# [Goal of the exercise]
Please filter the listing for the string "GlucoseSample" and copy each matching line.

# [Supplied information]

*** Begin section ***

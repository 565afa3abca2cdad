//! Retrospective correction.
//!
//! Recent counteraction that carbs do not explain is treated as an unmodeled
//! effect that persists briefly: it is summed over a short window, clamped,
//! and projected forward as a linearly decaying velocity.

use chrono::{DateTime, Duration, Utc};
use glyco_traits::{GlucoseSample, TargetRange};
use serde::Serialize;
use tracing::debug;

use crate::config::RetrospectiveCfg;
use crate::effects::{GlucoseEffect, GlucoseEffectVelocity, change_between, decaying_rate_effect};
use crate::util::{duration_minutes, minutes_between};

/// Unexplained glucose change over one counteraction interval.
#[derive(Debug, Clone, Copy, PartialEq, Serialize)]
pub struct Discrepancy {
    pub start: DateTime<Utc>,
    pub end: DateTime<Utc>,
    pub value: f64,
}

/// Settings in force at the prediction start.
#[derive(Debug, Clone, Copy)]
pub struct CorrectionContext {
    pub latest_glucose: GlucoseSample,
    pub sensitivity: f64,
    pub basal_rate: f64,
    pub target: TargetRange,
}

#[derive(Debug, Clone, PartialEq, Default, Serialize)]
pub struct RetrospectiveCorrection {
    pub effects: Vec<GlucoseEffect>,
    /// Summed discrepancy over the grouping window, before clamping.
    #[serde(skip_serializing_if = "Option::is_none")]
    pub total_discrepancy: Option<f64>,
    #[serde(skip_serializing_if = "Option::is_none")]
    pub clamped_discrepancy: Option<f64>,
}

/// Counteraction minus the carb velocity over the same interval, as a total.
pub fn discrepancies(
    counteraction: &[GlucoseEffectVelocity],
    carb_effects: &[GlucoseEffect],
) -> Vec<Discrepancy> {
    counteraction
        .iter()
        .map(|v| {
            let carbs = change_between(carb_effects, v.start, v.end).unwrap_or(0.0);
            Discrepancy {
                start: v.start,
                end: v.end,
                value: v.effect() - carbs,
            }
        })
        .collect()
}

/// Bounds on the summed discrepancy, from the dose a zero temp could offset.
fn clamp_discrepancy(sum: f64, ctx: &CorrectionContext) -> f64 {
    let zero_temp = (ctx.sensitivity * ctx.basal_rate).abs();
    let error = ctx.latest_glucose.value - ctx.target.midpoint();
    let upper = (error + zero_temp).clamp(0.5 * zero_temp, 4.0 * zero_temp);
    let lower = -(10.0_f64.max(error));
    sum.clamp(lower.min(0.0), upper.max(0.0))
}

/// Correction effect starting at `prediction_start`.
///
/// Empty when there is no discrepancy, or when the newest one ends earlier than
/// the recency limit before the prediction start.
pub fn retrospective_correction(
    counteraction: &[GlucoseEffectVelocity],
    carb_effects: &[GlucoseEffect],
    ctx: &CorrectionContext,
    cfg: &RetrospectiveCfg,
    prediction_start: DateTime<Utc>,
    delta: Duration,
) -> RetrospectiveCorrection {
    let all = discrepancies(counteraction, carb_effects);
    let Some(latest) = all.iter().filter(|d| d.end <= prediction_start).max_by_key(|d| d.end)
    else {
        return RetrospectiveCorrection::default();
    };
    if latest.end < prediction_start - cfg.recency() {
        debug!(latest_end = %latest.end, "discrepancy too old; no retrospective correction");
        return RetrospectiveCorrection::default();
    }

    let window_start = prediction_start - cfg.grouping();
    let in_window: Vec<&Discrepancy> = all
        .iter()
        .filter(|d| d.start >= window_start && d.end <= prediction_start)
        .collect();
    let (Some(first), Some(last)) = (
        in_window.iter().map(|d| d.start).min(),
        in_window.iter().map(|d| d.end).max(),
    ) else {
        return RetrospectiveCorrection::default();
    };
    let sum: f64 = in_window.iter().map(|d| d.value).sum();
    let clamped = clamp_discrepancy(sum, ctx);
    let span = minutes_between(first, last).max(duration_minutes(cfg.grouping()));
    let velocity = clamped / span;
    debug!(sum, clamped, velocity, "retrospective discrepancy");

    RetrospectiveCorrection {
        effects: decaying_rate_effect(prediction_start, velocity, cfg.effect(), delta),
        total_discrepancy: Some(sum),
        clamped_discrepancy: Some(clamped),
    }
}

*** End section ***

# [Solution to the exercise]
use glyco_traits::{GlucoseSample, TargetRange};
    pub latest_glucose: GlucoseSample,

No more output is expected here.